La capacità di esprimere questo livello di direzione in riferimento stretto
alla costruzione del complesso dei termini della guerra di classe, operando
nel giusto criterio del "Agire da Partito per costruire il Partito"
ha sicuramente posto le basi per un avanzamento del processo di costruzione
del PCC. In quanto per le BR il problema della costruzione del PCC non è
inteso come atto volontaristico o in cui la semplice formulazione di tesi politiche
e del relativo programma è vista come sufficiente per la costituzione
dell'avanguardia in Partito. Sul piano di sviluppo della strategia della lotta
armata, operando nell'unità del politico e del militare, il processo
di costruzione del Partito marcia strettamente in rapporto alla capacità
di costruire e far avanzare il complesso delle condizioni politiche e militari
per il dispiegamento della guerra di classe. Più semplicemente il problema
del Partito non è solo ricondotto alla mera disposizione intorno al programma,
ma più concretamente a come esso vive in rapporto alla strategia della
lotta armata, operando nell'unità del politico e del militare rispetto
a tutti i suoi termini: dall'accumulo di forze rivoluzionarie e proletarie intorno
alla costruzione dell'organizzazione di classe armata, alla costruzione della
direzione politica su di essa, alla costruzione di quadri politico-militari
in grado di affrontare complessivamente i problemi dello scontro rivoluzionario...

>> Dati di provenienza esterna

//! `host:port` address literals.
//!
//! The address family is picked from the literal itself: a host wrapped in
//! square brackets selects IPv6, anything else selects IPv4. The brackets
//! are kept in [`HostPort::host`] and stripped by [`HostPort::bare_host`].

use std::fmt;

use serde::{Deserialize, Serialize};

#[derive(Debug, Clone, PartialEq, Eq, thiserror::Error)]
#[error("invalid address '{input}': {reason}")]
pub struct AddressError {
    input: String,
    reason: &'static str,
}

impl AddressError {
    fn new(input: &str, reason: &'static str) -> Self {
        Self {
            input: input.to_string(),
            reason,
        }
    }
}

#[derive(Debug, Clone, Copy, PartialEq, Eq)]
pub enum AddressFamily {
    V4,
    V6,
}

#[derive(Debug, Clone, PartialEq, Eq, Hash, Serialize, Deserialize)]
#[serde(try_from = "String", into = "String")]
pub struct HostPort {
    host: String,
    port: u16,
}

impl HostPort {
    pub fn new(host: impl Into<String>, port: u16) -> Self {
        Self {
            host: host.into(),
            port,
        }
    }

    pub fn parse(input: &str) -> Result<Self, AddressError> {
        let input = input.trim();
        let (host, port) = if input.starts_with('[') {
            let end = input
                .find(']')
                .ok_or_else(|| AddressError::new(input, "unterminated '['"))?;
            let rest = &input[end + 1..];
            let port = rest
                .strip_prefix(':')
                .ok_or_else(|| AddressError::new(input, "missing port"))?;
            (&input[..=end], port)
        } else {
            input
                .rsplit_once(':')
                .ok_or_else(|| AddressError::new(input, "missing port"))?
        };
        if host.is_empty() || host == "[]" {
            return Err(AddressError::new(input, "empty host"));
        }
        let port = port
            .parse::<u16>()
            .map_err(|_| AddressError::new(input, "invalid port"))?;
        Ok(Self::new(host, port))
    }

    /// Host as written, brackets included.
    pub fn host(&self) -> &str {
        &self.host
    }

    /// Host with IPv6 brackets removed.
    pub fn bare_host(&self) -> &str {
        self.host
            .strip_prefix('[')
            .and_then(|h| h.strip_suffix(']'))
            .unwrap_or(&self.host)
    }

    pub fn port(&self) -> u16 {
        self.port
    }

    pub fn family(&self) -> AddressFamily {
        if self.host.starts_with('[') {
            AddressFamily::V6
        } else {
            AddressFamily::V4
        }
    }
}

impl fmt::Display for HostPort {
    fn fmt(&self, f: &mut fmt::Formatter<'_>) -> fmt::Result {
        write!(f, "{}:{}", self.host, self.port)
    }
}

impl TryFrom<String> for HostPort {
    type Error = AddressError;

    fn try_from(value: String) -> Result<Self, Self::Error> {
        Self::parse(&value)
    }
}

impl From<HostPort> for String {
    fn from(value: HostPort) -> Self {
        value.to_string()
    }
}
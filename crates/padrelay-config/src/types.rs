//! Configuration types.

use std::collections::BTreeMap;

use serde::{Deserialize, Serialize};

use crate::address::HostPort;
use crate::defaults::{
    default_buffer_size, default_log_level, default_max_tls_version, default_min_tls_version,
};

#[derive(Debug, Clone, Default, Serialize, Deserialize)]
pub struct Config {
    #[serde(default)]
    pub logging: LoggingConfig,
    /// Relays keyed by name; iteration order is name order.
    #[serde(default)]
    pub relays: BTreeMap<String, RelayConfig>,
}

#[derive(Debug, Clone, Serialize, Deserialize)]
pub struct LoggingConfig {
    /// Filter directive, e.g. "info" or "padrelay_relay=debug,info".
    #[serde(default = "default_log_level")]
    pub level: String,
}

impl Default for LoggingConfig {
    fn default() -> Self {
        Self {
            level: default_log_level(),
        }
    }
}

/// Settings of a single relay (one listening endpoint, one destination).
#[derive(Debug, Clone, Serialize, Deserialize)]
pub struct RelayConfig {
    pub listen_address: HostPort,
    pub server_address: HostPort,
    /// SNI and certificate name used towards the destination.
    /// Defaults to the destination host.
    #[serde(default)]
    pub server_name_indicator: Option<String>,
    /// TLS settings for the server role facing the origin.
    #[serde(default)]
    pub as_server: TlsSideConfig,
    /// TLS settings for the client role facing the destination.
    #[serde(default)]
    pub as_client: TlsSideConfig,
    #[serde(default)]
    pub verify_client_identity: bool,
    #[serde(default)]
    pub verify_server_identity: bool,
    #[serde(default)]
    pub use_length_hiding_with_client: bool,
    #[serde(default)]
    pub use_length_hiding_with_server: bool,
    #[serde(default)]
    pub padding_range_with_client: PaddingRange,
    #[serde(default)]
    pub padding_range_with_server: PaddingRange,
    #[serde(default = "default_buffer_size")]
    pub buffer_size: usize,
    #[serde(default)]
    pub proxy: Option<ProxyConfig>,
    #[serde(default)]
    pub suppress_exceptions: bool,
}

impl RelayConfig {
    pub fn new(listen_address: HostPort, server_address: HostPort) -> Self {
        Self {
            listen_address,
            server_address,
            server_name_indicator: None,
            as_server: TlsSideConfig::default(),
            as_client: TlsSideConfig::default(),
            verify_client_identity: false,
            verify_server_identity: false,
            use_length_hiding_with_client: false,
            use_length_hiding_with_server: false,
            padding_range_with_client: PaddingRange::default(),
            padding_range_with_server: PaddingRange::default(),
            buffer_size: default_buffer_size(),
            proxy: None,
            suppress_exceptions: false,
        }
    }

    /// Name presented to, and checked against, the destination.
    pub fn server_name(&self) -> &str {
        self.server_name_indicator
            .as_deref()
            .unwrap_or_else(|| self.server_address.bare_host())
    }

    /// Padding applied to data written towards the origin, if any.
    pub fn padding_towards_client(&self) -> Option<PaddingRange> {
        self.use_length_hiding_with_client
            .then_some(self.padding_range_with_client)
    }

    /// Padding applied to data written towards the destination, if any.
    pub fn padding_towards_server(&self) -> Option<PaddingRange> {
        self.use_length_hiding_with_server
            .then_some(self.padding_range_with_server)
    }
}

/// Credentials and protocol policy for one TLS role.
#[derive(Debug, Clone, Serialize, Deserialize)]
pub struct TlsSideConfig {
    /// PEM certificate chain.
    #[serde(default)]
    pub cert: Option<String>,
    /// PEM private key.
    #[serde(default)]
    pub key: Option<String>,
    /// PEM trust anchors used to verify the peer.
    #[serde(default)]
    pub ca: Option<String>,
    #[serde(default = "default_min_tls_version")]
    pub min_version: String,
    #[serde(default = "default_max_tls_version")]
    pub max_version: String,
    /// rustls cipher suite names; empty means the provider's defaults.
    #[serde(default)]
    pub cipher_suites: Vec<String>,
}

impl Default for TlsSideConfig {
    fn default() -> Self {
        Self {
            cert: None,
            key: None,
            ca: None,
            min_version: default_min_tls_version(),
            max_version: default_max_tls_version(),
            cipher_suites: Vec::new(),
        }
    }
}

/// Inclusive bounds of the padding added per write, written as `[low, high]`.
#[derive(Debug, Clone, Copy, Default, PartialEq, Eq, Serialize, Deserialize)]
#[serde(from = "(i32, i32)", into = "(i32, i32)")]
pub struct PaddingRange {
    pub low: i32,
    pub high: i32,
}

impl PaddingRange {
    pub const fn new(low: i32, high: i32) -> Self {
        Self { low, high }
    }
}

impl From<(i32, i32)> for PaddingRange {
    fn from((low, high): (i32, i32)) -> Self {
        Self { low, high }
    }
}

impl From<PaddingRange> for (i32, i32) {
    fn from(range: PaddingRange) -> Self {
        (range.low, range.high)
    }
}

#[derive(Debug, Clone, Copy, PartialEq, Eq, Serialize, Deserialize)]
#[serde(rename_all = "lowercase")]
pub enum ProxyKind {
    Socks4,
    Socks5,
    Http,
}

/// Upstream proxy used to reach the destination.
#[derive(Debug, Clone, Serialize, Deserialize)]
pub struct ProxyConfig {
    pub kind: ProxyKind,
    pub host: String,
    pub port: u16,
    #[serde(default)]
    pub username: Option<String>,
    #[serde(default)]
    pub password: Option<String>,
}

impl ProxyConfig {
    pub fn address(&self) -> HostPort {
        HostPort::new(self.host.clone(), self.port)
    }
}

E' quindi all'interno di questi criteri d'attività e all'interno del
più complessivo processo di costruzione del PCC che le BR danno sostanza
alla parola d'ordine dell'"unità dei comunisti". Parola d'ordine
che non è intesa come unità generica sulla lotta armata ma va
intesa come processo che ha il suo riferimento intorno all'indirizzo strategico,
politico e programmatico delle BR in stretto riferimento ai livelli teorici,
politici e organizzativi che la stessa prassi delle BR ha attestato nello scontro
rivoluzionario.
Altro asse programmatico su cui le BR dispiegano la propria attività
è il piano dell'antimperialismo imperniato sullo sviluppo di una politica
di alleanze contro il nemico comune, con le forze rivoluzionarie che operano
nella nostra area geopolitica, ciò al fine di indebolire e ridimensionare
l'imperialismo costruendo, all'interno del processo di costruzione/consolidamento
del Fronte Combattente Antimperialista, i termini per offensive comuni contro
le sue politiche centrali, condizione imprescindibile per dare sviluppo allo
stesso processo rivoluzionario. Terreno programmatico anche questo intorno cui
le BR costruiscono i termini politico-militari e di organizzazione di classe
funzionali allo sviluppo della guerra di classe.

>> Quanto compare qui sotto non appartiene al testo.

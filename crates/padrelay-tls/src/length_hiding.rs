//! Length-hiding units.
//!
//! Once both peers agree on [`LENGTH_HIDING_ALPN`], every application-data
//! write on the session carries one or more units:
//!
//! ```text
//! +-------------+-------------+---------+----------------+
//! | payload_len | padding_len | payload | padding (zero) |
//! |  u16 (BE)   |  u16 (BE)   |         |                |
//! +-------------+-------------+---------+----------------+
//! ```
//!
//! The length of a unit is `payload_len + padding_len`; the four header
//! bytes are a fixed overhead and not counted.

use std::io;

use bytes::{BufMut, BytesMut};
use rand::Rng;
use tokio::io::{AsyncRead, AsyncReadExt};

/// ALPN protocol id both peers must agree on to use length hiding.
pub const LENGTH_HIDING_ALPN: &[u8] = b"lh/1";

pub const UNIT_HEADER_LEN: usize = 4;
pub const MAX_UNIT_PAYLOAD: usize = u16::MAX as usize;
pub const MAX_UNIT_PADDING: usize = u16::MAX as usize;

/// Pick the unit length for a write of `len` bytes.
///
/// `p` is drawn uniformly from `[low, high]`; when `low > high` the range is
/// empty and `low` is used as is. The result is `len + p`, never below one.
pub fn target_unit_len<R: Rng + ?Sized>(len: usize, low: i64, high: i64, rng: &mut R) -> usize {
    let p = if low > high {
        low
    } else {
        rng.gen_range(low..=high)
    };
    let target = i64::try_from(len).unwrap_or(i64::MAX).saturating_add(p);
    usize::try_from(target.max(1)).unwrap_or(usize::MAX)
}

/// Split `data` into `(payload, padding_len)` pairs of length `unit_len`.
///
/// A target at least as long as `data` yields one unit padded up to it; a
/// shorter target yields `ceil(len / unit_len)` units of exactly `unit_len`,
/// the last one padded. Empty data still yields one (all padding) unit.
pub fn units(data: &[u8], unit_len: usize) -> impl Iterator<Item = (&[u8], usize)> + '_ {
    let unit_len = unit_len.max(1);
    let step = unit_len.min(MAX_UNIT_PAYLOAD);
    let empty = data
        .is_empty()
        .then_some((&data[..0], unit_len.min(MAX_UNIT_PADDING)));
    data.chunks(step)
        .map(move |chunk| (chunk, (unit_len - chunk.len()).min(MAX_UNIT_PADDING)))
        .chain(empty)
}

/// Append one unit to `out`.
pub fn encode_unit(payload: &[u8], padding: usize, out: &mut BytesMut) {
    debug_assert!(payload.len() <= MAX_UNIT_PAYLOAD);
    debug_assert!(padding <= MAX_UNIT_PADDING);
    out.reserve(UNIT_HEADER_LEN + payload.len() + padding);
    out.put_u16(payload.len() as u16);
    out.put_u16(padding as u16);
    out.extend_from_slice(payload);
    out.put_bytes(0, padding);
}

/// Append every unit of `data` at `unit_len` to `out`.
pub fn encode_units(data: &[u8], unit_len: usize, out: &mut BytesMut) {
    for (payload, padding) in units(data, unit_len) {
        encode_unit(payload, padding, out);
    }
}

/// Incremental unit reader.
///
/// State survives between calls, so a read that returns early never loses
/// the position within a unit.
#[derive(Debug, Default)]
pub struct UnitDecoder {
    header: [u8; UNIT_HEADER_LEN],
    header_filled: usize,
    payload_left: usize,
    padding_left: usize,
}

impl UnitDecoder {
    pub fn new() -> Self {
        Self::default()
    }

    /// Read payload bytes into `buf`, stripping headers and padding.
    ///
    /// Returns `Ok(0)` only on end of stream at a unit boundary. End of
    /// stream inside a unit is `UnexpectedEof`.
    pub async fn read<R>(&mut self, io: &mut R, buf: &mut [u8]) -> io::Result<usize>
    where
        R: AsyncRead + Unpin + ?Sized,
    {
        if buf.is_empty() {
            return Ok(0);
        }
        loop {
            if self.payload_left > 0 {
                let want = buf.len().min(self.payload_left);
                let n = io.read(&mut buf[..want]).await?;
                if n == 0 {
                    return Err(truncated());
                }
                self.payload_left -= n;
                return Ok(n);
            }

            if self.padding_left > 0 {
                let mut sink = [0u8; 512];
                let want = sink.len().min(self.padding_left);
                let n = io.read(&mut sink[..want]).await?;
                if n == 0 {
                    return Err(truncated());
                }
                self.padding_left -= n;
                continue;
            }

            while self.header_filled < UNIT_HEADER_LEN {
                let n = io.read(&mut self.header[self.header_filled..]).await?;
                if n == 0 {
                    if self.header_filled == 0 {
                        return Ok(0);
                    }
                    return Err(truncated());
                }
                self.header_filled += n;
            }
            self.header_filled = 0;
            self.payload_left = u16::from_be_bytes([self.header[0], self.header[1]]) as usize;
            self.padding_left = u16::from_be_bytes([self.header[2], self.header[3]]) as usize;
        }
    }

    /// True when no unit is partially consumed.
    #[cfg(test)]
    fn at_boundary(&self) -> bool {
        self.header_filled == 0 && self.payload_left == 0 && self.padding_left == 0
    }
}

fn truncated() -> io::Error {
    io::Error::new(io::ErrorKind::UnexpectedEof, "truncated length-hiding unit")
}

In sintesi ribadiamo che l'intera attività politico-miltare delle BR,
e in particolare i passaggi politici compiuti in questi ultimi anni, dimostra
la valida applicazione della strategia della lotta armata alla realtà
concreta del nostro paese sancendone il ruolo di direzione delle BR nello scontro
rivoluzionario il Italia. Un dato questo da cui nessuno può prescindere
che costituisce l'unica strada perché si dia avanzamento alla prospettiva
di potere per il proletariato nel nostro paese.
- Attaccare e disarticolare il progetto di rifunzionalizzazione degli istituti
e poteri dello Stato che nella fase attuale evolvono verso una Seconda Repubblica!
- Attaccare e disarticolare i progetti guerrafondai della borghesia imperialista
nostrana che si attuano all'interno dell'alleanza imperialista!
- Organizzare i termini politico-militari per ricostruire i livelli necessari
allo sviluppo della guerra di classe di lunga durata!
- Contribuire alla costruzione ed al rafforzamento del Fronte Combattente Antimperialista
nella nostra area geopolitica, per combattere i progetti dell'imperialismo sulla
linea della coesione europea, sia nei progetti di guerra diretti dalla NATO
che si dispiegano in questo momento sulla regione mediterranea-mediorientale
e lungo l'asse dei paesi dell'Est Europa!
- Guerra alla guerra, guerra alla NATO!
- Onore a tutti i rivoluzionari caduti combattendo l'imperialismo!